John Smoltz and Tom Glavine pitched well for Atlanta in the first two games, but San Diego's Andy Ashby and Brown pitched even better. San Diego's team ERA is 0.95 after two games, compared to Atlanta's 2.84.
Maddux lost his only start against the Padres this year, 5-1 at San Diego on Aug. 12. He won his next two starts, but then went 0-3 with two no-decisions in his next five starts before winning his final outing of the season.
A key matchup Saturday will be Gwynn versus Maddux. Gwynn has hit .455 lifetime against the four-time Cy Young Award winner.

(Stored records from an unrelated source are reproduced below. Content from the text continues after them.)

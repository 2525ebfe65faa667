//! Engine that validates events against a transition table and runs them.

use crate::core::{AsyncEvent, Event, EventError, EventName, Resource, State};
use crate::engine::config::EngineConfig;
use crate::engine::context::DispatchContext;
use crate::engine::error::DispatchError;
use crate::table::TransitionTable;
use chrono::{DateTime, Utc};
use parking_lot::Mutex;
use serde::Serialize;
use std::sync::Arc;
use tracing::{debug, info, warn};

/// The state seen by a dispatch, kept for diagnostics only.
///
/// This is never consulted by later dispatches; every call re-reads the
/// resource.
#[derive(Clone, Debug, PartialEq, Serialize)]
pub struct Observation {
    pub state: State,
    pub observed_at: DateTime<Utc>,
}

/// Validates and dispatches events against resources.
///
/// The engine holds no business state, so one instance can serve any
/// number of resources and threads. Its only mutable field is the
/// diagnostic [`Observation`], guarded by a lock held just long enough to
/// write it. That lock does not serialize transitions on a resource:
/// `dispatch` takes the resource by `&mut`, so exclusive access to one
/// resource is the caller's to arrange.
///
/// # Example
///
/// ```rust
/// use fsm_engine::{
///     DispatchContext, DispatchError, Engine, Event, EventError, EventName, Resource, State,
///     TransitionTable,
/// };
///
/// const ON: State = State::from_static("on");
/// const OFF: State = State::from_static("off");
///
/// struct LightSwitch {
///     on: bool,
/// }
///
/// impl Resource for LightSwitch {
///     fn current_state(&self) -> State {
///         if self.on { ON } else { OFF }
///     }
/// }
///
/// struct TurnOn;
///
/// impl Event<LightSwitch> for TurnOn {
///     fn name(&self) -> EventName {
///         EventName::from_static("TurnOn")
///     }
///
///     fn on_event(&self, _ctx: &DispatchContext, switch: &mut LightSwitch) -> Result<(), EventError> {
///         switch.on = true;
///         Ok(())
///     }
/// }
///
/// let table = TransitionTable::new()
///     .with_state(ON, [EventName::from("TurnOff")])
///     .with_state(OFF, [EventName::from("TurnOn")]);
/// let engine = Engine::new(table);
/// let ctx = DispatchContext::new();
///
/// let mut switch = LightSwitch { on: false };
/// engine.dispatch(&ctx, &TurnOn, &mut switch).unwrap();
/// assert!(switch.on);
///
/// let err = engine.dispatch(&ctx, &TurnOn, &mut switch).unwrap_err();
/// assert!(matches!(err, DispatchError::TransitionNotAllowed { .. }));
/// ```
#[derive(Debug)]
pub struct Engine {
    table: Arc<TransitionTable>,
    config: EngineConfig,
    last_observed: Mutex<Option<Observation>>,
}

impl Engine {
    /// Create an engine with the default configuration.
    ///
    /// Pass an `Arc<TransitionTable>` to share one table across engines.
    pub fn new(table: impl Into<Arc<TransitionTable>>) -> Self {
        Self::with_config(table, EngineConfig::default())
    }

    pub fn with_config(table: impl Into<Arc<TransitionTable>>, config: EngineConfig) -> Self {
        Self {
            table: table.into(),
            config,
            last_observed: Mutex::new(None),
        }
    }

    pub fn table(&self) -> &Arc<TransitionTable> {
        &self.table
    }

    pub fn config(&self) -> &EngineConfig {
        &self.config
    }

    /// The state seen by the most recent dispatch that got past the
    /// unknown-state check. Diagnostic only; never ground truth.
    pub fn last_observed(&self) -> Option<Observation> {
        self.last_observed.lock().clone()
    }

    /// Validate `event` against the resource's current state and, if it is
    /// permitted, run its action exactly once.
    ///
    /// `ctx` is forwarded verbatim to the action.
    pub fn dispatch<R, E>(
        &self,
        ctx: &DispatchContext,
        event: &E,
        resource: &mut R,
    ) -> Result<(), DispatchError>
    where
        R: Resource + ?Sized,
        E: Event<R> + ?Sized,
    {
        let name = event.name();
        let state = self.authorize(ctx, &name, &*resource)?;

        event
            .on_event(ctx, resource)
            .map_err(|source| self.rejected(ctx, name.clone(), state.clone(), source))?;

        debug!(
            engine = %self.config.name,
            trace_id = %ctx.trace_id(),
            state = %state,
            event = %name,
            "event dispatched"
        );
        Ok(())
    }

    /// Same as [`Engine::dispatch`], awaiting an asynchronous action.
    ///
    /// The engine itself never suspends; any await time comes from the
    /// action.
    pub async fn dispatch_async<R, E>(
        &self,
        ctx: &DispatchContext,
        event: &E,
        resource: &mut R,
    ) -> Result<(), DispatchError>
    where
        R: Resource + Send + ?Sized,
        E: AsyncEvent<R> + ?Sized,
    {
        let name = event.name();
        let state = self.authorize(ctx, &name, &*resource)?;

        if let Err(source) = event.on_event(ctx, resource).await {
            return Err(self.rejected(ctx, name, state, source));
        }

        debug!(
            engine = %self.config.name,
            trace_id = %ctx.trace_id(),
            state = %state,
            event = %name,
            "event dispatched"
        );
        Ok(())
    }

    /// Events permitted for the resource's current state, in table order.
    ///
    /// Fails like dispatch does for unknown or unregistered states. Does
    /// not touch the diagnostic observation.
    pub fn permitted_events<R>(&self, resource: &R) -> Result<&[EventName], DispatchError>
    where
        R: Resource + ?Sized,
    {
        let state = resource.current_state();
        if state.is_unknown() {
            return Err(DispatchError::UnknownState);
        }
        self.table
            .events_for(&state)
            .ok_or(DispatchError::UnregisteredState { state })
    }

    /// Check whether an event with this name would be accepted right now.
    pub fn can_dispatch<R>(&self, event: &EventName, resource: &R) -> bool
    where
        R: Resource + ?Sized,
    {
        self.permitted_events(resource)
            .is_ok_and(|events| events.contains(event))
    }

    /// Resolve the resource's state and check the event against the table.
    fn authorize<R>(
        &self,
        ctx: &DispatchContext,
        event: &EventName,
        resource: &R,
    ) -> Result<State, DispatchError>
    where
        R: Resource + ?Sized,
    {
        let state = resource.current_state();
        if state.is_unknown() {
            warn!(
                engine = %self.config.name,
                trace_id = %ctx.trace_id(),
                event = %event,
                "resource reported an unknown state"
            );
            return Err(DispatchError::UnknownState);
        }

        self.record(&state);

        let Some(permitted) = self.table.events_for(&state) else {
            warn!(
                engine = %self.config.name,
                trace_id = %ctx.trace_id(),
                state = %state,
                event = %event,
                "state is not registered in the transition table"
            );
            return Err(DispatchError::UnregisteredState { state });
        };

        // First match wins; duplicates are the table author's concern.
        if !permitted.iter().any(|candidate| candidate == event) {
            warn!(
                engine = %self.config.name,
                trace_id = %ctx.trace_id(),
                state = %state,
                event = %event,
                permitted = permitted.len(),
                "transition not allowed"
            );
            return Err(DispatchError::TransitionNotAllowed {
                event: event.clone(),
                state,
            });
        }

        debug!(
            engine = %self.config.name,
            trace_id = %ctx.trace_id(),
            state = %state,
            event = %event,
            "transition permitted"
        );
        Ok(state)
    }

    fn rejected(
        &self,
        ctx: &DispatchContext,
        event: EventName,
        state: State,
        source: EventError,
    ) -> DispatchError {
        info!(
            engine = %self.config.name,
            trace_id = %ctx.trace_id(),
            state = %state,
            event = %event,
            error = %source,
            "event action failed"
        );
        DispatchError::EventExecutionFailed {
            event,
            state,
            source,
        }
    }

    fn record(&self, state: &State) {
        if !self.config.track_last_observed {
            return;
        }
        *self.last_observed.lock() = Some(Observation {
            state: state.clone(),
            observed_at: Utc::now(),
        });
    }
}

"The challenge with him starts with the guys in front of him," Maddux said. "That's half the battle in pitching to Tony is getting the guys out in front of him. He handles the bat as well as anybody probably has."
The Padres know they're going to have to scrap for runs regardless of who's pitching for the Braves. That's what they had to do Thursday night, when even Brown got into the action with two singles and one run scored.
"We got the perfect start we wanted, but it's a long way from over," said Chris Gomez, who had the first of three straight singles off Glavine in the one-run sixth. "They have their No. 1 starter going every night. I don't know how they set their rotation. They must flip coins or something. Every guy they send out there can shut you out."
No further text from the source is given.